Carolan began by lecturing to a small group of students and faculty about a topic he calls “anti-academic environmentalism,” or the argument that academia is shifting away from the inclusion of environmental critics actively contributing to environmental sustainability.
He called upon respected environmental writers such as Gary Snyder, Wade Davis, and Frank Stewart to give listeners a better understanding of the intellectual theory grounding Carolan’s own observations.
Carolan also addressed the obstacles that now face environmental researchers, due to the power corporate interests hold in the world of academic study. Carolan articulately expressed his view on this corporate academic relationship.
“For researchers … when big economic and status quo political interests are able to exert impact on who gets university research support, academic conference resources, and corporate encouragement,” he explained, “they control the prominent voices in the conversation.”
While Carolan did acknowledge that corporate funding can positively impact an institution’s growth and research abilities, he still expressed concern that with increased financial control, corporations will monopolize environmental dialogues with their own interests.
Carolan also noted the media’s role in perpetuating anti-environmental beliefs. Explaining how corporations now use mass canvassing of media forums to push their ideas, Carolan revealed how this form of media works.

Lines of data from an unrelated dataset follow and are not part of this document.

//! Native view of values crossing the boundary, and the wire codec.
//!
//! [`JsValue::encode`] and [`JsValue::decode`] are the only places payload
//! words of a [`RawValue`] are interpreted.

use jsbridge_wire::{violation, BridgeError, ObjectRef, RawValue, ValueKind};

/// An object resident in the engine.
#[derive(Debug, Clone, Copy, PartialEq, Eq, Hash)]
pub struct JsObject {
    id: ObjectRef,
}

impl JsObject {
    pub fn from_id(id: ObjectRef) -> Self {
        Self { id }
    }

    pub fn id(&self) -> ObjectRef {
        self.id
    }
}

/// A callable resident in the engine. Calls go through the gateway
/// (see `JsFunction::call`).
#[derive(Debug, Clone, Copy, PartialEq, Eq, Hash)]
pub struct JsFunction {
    id: ObjectRef,
}

impl JsFunction {
    pub fn from_id(id: ObjectRef) -> Self {
        Self { id }
    }

    pub fn id(&self) -> ObjectRef {
        self.id
    }

    /// View this function as a plain object, e.g. to pass it as a receiver.
    pub fn as_object(&self) -> JsObject {
        JsObject::from_id(self.id)
    }
}

/// A string resident in the engine.
///
/// Only the reference and the byte length reported by the engine travel
/// over the wire; reading the contents is left to the caller's string
/// loader.
#[derive(Debug, Clone, Copy, PartialEq, Eq, Hash)]
pub struct JsString {
    id: ObjectRef,
    byte_len: u32,
}

impl JsString {
    pub fn from_raw_parts(id: ObjectRef, byte_len: u32) -> Self {
        Self { id, byte_len }
    }

    pub fn id(&self) -> ObjectRef {
        self.id
    }

    pub fn byte_len(&self) -> u32 {
        self.byte_len
    }
}

/// A value as seen from native code.
#[derive(Debug, Clone, Copy, PartialEq)]
pub enum JsValue {
    Boolean(bool),
    String(JsString),
    Number(f64),
    Object(JsObject),
    Function(JsFunction),
    Null,
    Undefined,
}

impl JsValue {
    pub fn kind(&self) -> ValueKind {
        match self {
            JsValue::Boolean(_) => ValueKind::Boolean,
            JsValue::String(_) => ValueKind::String,
            JsValue::Number(_) => ValueKind::Number,
            JsValue::Object(_) => ValueKind::Object,
            JsValue::Function(_) => ValueKind::Function,
            JsValue::Null => ValueKind::Null,
            JsValue::Undefined => ValueKind::Undefined,
        }
    }

    /// Encode into a wire record. Unused payload words are zero.
    pub fn encode(&self) -> RawValue {
        match *self {
            JsValue::Boolean(b) => RawValue::new(ValueKind::Boolean, u64::from(b), 0),
            JsValue::String(s) => RawValue::new(
                ValueKind::String,
                u64::from(s.id.0),
                u64::from(s.byte_len),
            ),
            JsValue::Number(n) => RawValue::new(ValueKind::Number, n.to_bits(), 0),
            JsValue::Object(o) => RawValue::new(ValueKind::Object, u64::from(o.id.0), 0),
            JsValue::Function(f) => RawValue::new(ValueKind::Function, u64::from(f.id.0), 0),
            JsValue::Null => RawValue::new(ValueKind::Null, 0, 0),
            JsValue::Undefined => RawValue::new(ValueKind::Undefined, 0, 0),
        }
    }

    /// Decode a wire record. An unknown kind tag, or a reference that does
    /// not fit in 32 bits, means the two sides disagree on the protocol and
    /// aborts.
    pub fn decode(raw: &RawValue) -> JsValue {
        JsValue::try_from(*raw).unwrap_or_else(|err| violation(err))
    }

    pub fn as_bool(&self) -> Option<bool> {
        match *self {
            JsValue::Boolean(b) => Some(b),
            _ => None,
        }
    }

    pub fn as_f64(&self) -> Option<f64> {
        match *self {
            JsValue::Number(n) => Some(n),
            _ => None,
        }
    }

    pub fn as_string(&self) -> Option<JsString> {
        match *self {
            JsValue::String(s) => Some(s),
            _ => None,
        }
    }

    /// Objects and functions both answer here; a function is an object.
    pub fn as_object(&self) -> Option<JsObject> {
        match *self {
            JsValue::Object(o) => Some(o),
            JsValue::Function(f) => Some(f.as_object()),
            _ => None,
        }
    }

    pub fn as_function(&self) -> Option<JsFunction> {
        match *self {
            JsValue::Function(f) => Some(f),
            _ => None,
        }
    }

    pub fn is_null(&self) -> bool {
        matches!(self, JsValue::Null)
    }

    pub fn is_undefined(&self) -> bool {
        matches!(self, JsValue::Undefined)
    }
}

impl TryFrom<RawValue> for JsValue {
    type Error = BridgeError;

    fn try_from(raw: RawValue) -> Result<Self, Self::Error> {
        let kind = raw.kind()?;
        // References and lengths are 32-bit on the engine side.
        let narrow = |payload: u64| {
            u32::try_from(payload).map_err(|_| BridgeError::MalformedPayload { kind, payload })
        };
        Ok(match kind {
            ValueKind::Boolean => JsValue::Boolean(raw.payload1 != 0),
            ValueKind::String => JsValue::String(JsString::from_raw_parts(
                ObjectRef(narrow(raw.payload1)?),
                narrow(raw.payload2)?,
            )),
            ValueKind::Number => JsValue::Number(f64::from_bits(raw.payload1)),
            ValueKind::Object => {
                JsValue::Object(JsObject::from_id(ObjectRef(narrow(raw.payload1)?)))
            }
            ValueKind::Function => {
                JsValue::Function(JsFunction::from_id(ObjectRef(narrow(raw.payload1)?)))
            }
            ValueKind::Null => JsValue::Null,
            ValueKind::Undefined => JsValue::Undefined,
        })
    }
}

impl From<&JsValue> for RawValue {
    fn from(value: &JsValue) -> Self {
        value.encode()
    }
}

impl From<bool> for JsValue {
    fn from(b: bool) -> Self {
        JsValue::Boolean(b)
    }
}

impl From<f64> for JsValue {
    fn from(n: f64) -> Self {
        JsValue::Number(n)
    }
}

macro_rules! number_from {
    ($($ty:ty),*) => {
        $(
            impl From<$ty> for JsValue {
                fn from(n: $ty) -> Self {
                    JsValue::Number(f64::from(n))
                }
            }
        )*
    };
}

number_from!(f32, i32, u32, i16, u16, i8, u8);

impl From<JsObject> for JsValue {
    fn from(o: JsObject) -> Self {
        JsValue::Object(o)
    }
}

impl From<JsFunction> for JsValue {
    fn from(f: JsFunction) -> Self {
        JsValue::Function(f)
    }
}

impl From<JsString> for JsValue {
    fn from(s: JsString) -> Self {
        JsValue::String(s)
    }
}

impl From<()> for JsValue {
    fn from(_: ()) -> Self {
        JsValue::Undefined
    }
}

impl<T: Into<JsValue>> From<Option<T>> for JsValue {
    fn from(v: Option<T>) -> Self {
        v.map_or(JsValue::Null, Into::into)
    }
}
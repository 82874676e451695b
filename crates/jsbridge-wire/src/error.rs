//! Protocol-violation taxonomy.

use crate::{HostFuncRef, ValueKind};
use thiserror::Error;

/// A desynchronization between the native module and the engine, or a
/// misuse of the closure ownership contract.
///
/// None of these are recoverable: they are raised through [`violation`],
/// which aborts the current thread of control.
#[derive(Debug, Clone, PartialEq, Eq, Error)]
pub enum BridgeError {
    /// A wire record carried a kind tag this build does not know.
    #[error("unknown wire value kind {0}")]
    UnknownKind(u32),

    /// A reference or length payload did not fit in 32 bits.
    #[error("{} record carries payload {payload:#x}, wider than 32 bits", .kind.name())]
    MalformedPayload { kind: ValueKind, payload: u64 },

    /// The engine invoked a closure handle that is not registered.
    #[error("host function {0} was already released")]
    ReleasedClosure(HostFuncRef),

    /// An inbound buffer pointer that is not live (double cleanup, or a
    /// pointer that never came from `prepare`).
    #[error("inbound argument buffer {0:#x} is not live (double cleanup or foreign pointer)")]
    UnknownBuffer(usize),

    /// The engine claimed more arguments than the buffer it prepared holds.
    #[error("inbound call claims {argc} arguments but the buffer holds {capacity}")]
    BufferOverrun { argc: u32, capacity: usize },

    /// The closure handle counter wrapped.
    #[error("closure handle space exhausted")]
    HandlesExhausted,

    /// A closure owner was dropped while its handle was still registered.
    #[error(
        "JsClosure for host function {0} dropped without calling `JsClosure::release`; \
         the engine cannot report when it drops its last reference, so closures \
         must be released manually"
    )]
    UnreleasedClosure(HostFuncRef),

    /// No boundary is installed on this thread and no default exists.
    #[error("no boundary installed; call `install_boundary` before crossing into the engine")]
    NoBoundary,
}

/// Report a fatal protocol violation and abort the current thread of control.
///
/// On `wasm32` builds with `panic = "abort"` this terminates the module.
#[cold]
#[track_caller]
pub fn violation(err: BridgeError) -> ! {
    tracing::error!(error = %err, "jsbridge protocol violation");
    panic!("{err}");
}

#[cfg(test)]
mod tests {
    use super::*;

    #[test]
    fn unreleased_closure_message_names_release() {
        let msg = BridgeError::UnreleasedClosure(HostFuncRef(4)).to_string();
        assert!(msg.contains("JsClosure::release"), "{msg}");
        assert!(msg.contains('4'));
    }

    #[test]
    fn unknown_buffer_is_hex() {
        let msg = BridgeError::UnknownBuffer(0x10).to_string();
        assert!(msg.contains("0x10"), "{msg}");
    }

    #[test]
    fn malformed_payload_names_kind() {
        let msg = BridgeError::MalformedPayload {
            kind: ValueKind::Object,
            payload: 1 << 32,
        }
        .to_string();
        assert_eq!(msg, "object record carries payload 0x100000000, wider than 32 bits");
    }

    #[test]
    #[should_panic(expected = "unknown wire value kind 99")]
    fn violation_panics_with_message() {
        violation(BridgeError::UnknownKind(99));
    }
}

“It’s a newer, US attack-dog style campaign,” he explained. “Paid pro-fossil fuel lobby advocates flood the major newspaper editorial pages with a never-ending firewall of media coverage that effectively proclaims the good things ahead if people will support big energy.”
The fear is that this tactic, over time, will sway the general public’s beliefs about environmental issues, however valid the corporation’s claims may be.
As a unique addition to the event, the audience was given a chance to speak. The dialogue touched upon many different issues, but English professor Hilary Turner left a lasting impression on the crowd.
“We have been encouraged to make a complete separation between ourselves as human beings and ourselves as workers within a corporation. I feel a bit stifled in the classroom,” she said. “I feel what I’m valued for at the [academic] institution is not my values or my beliefs, but rather my productivity – my contribution to the bottom line.”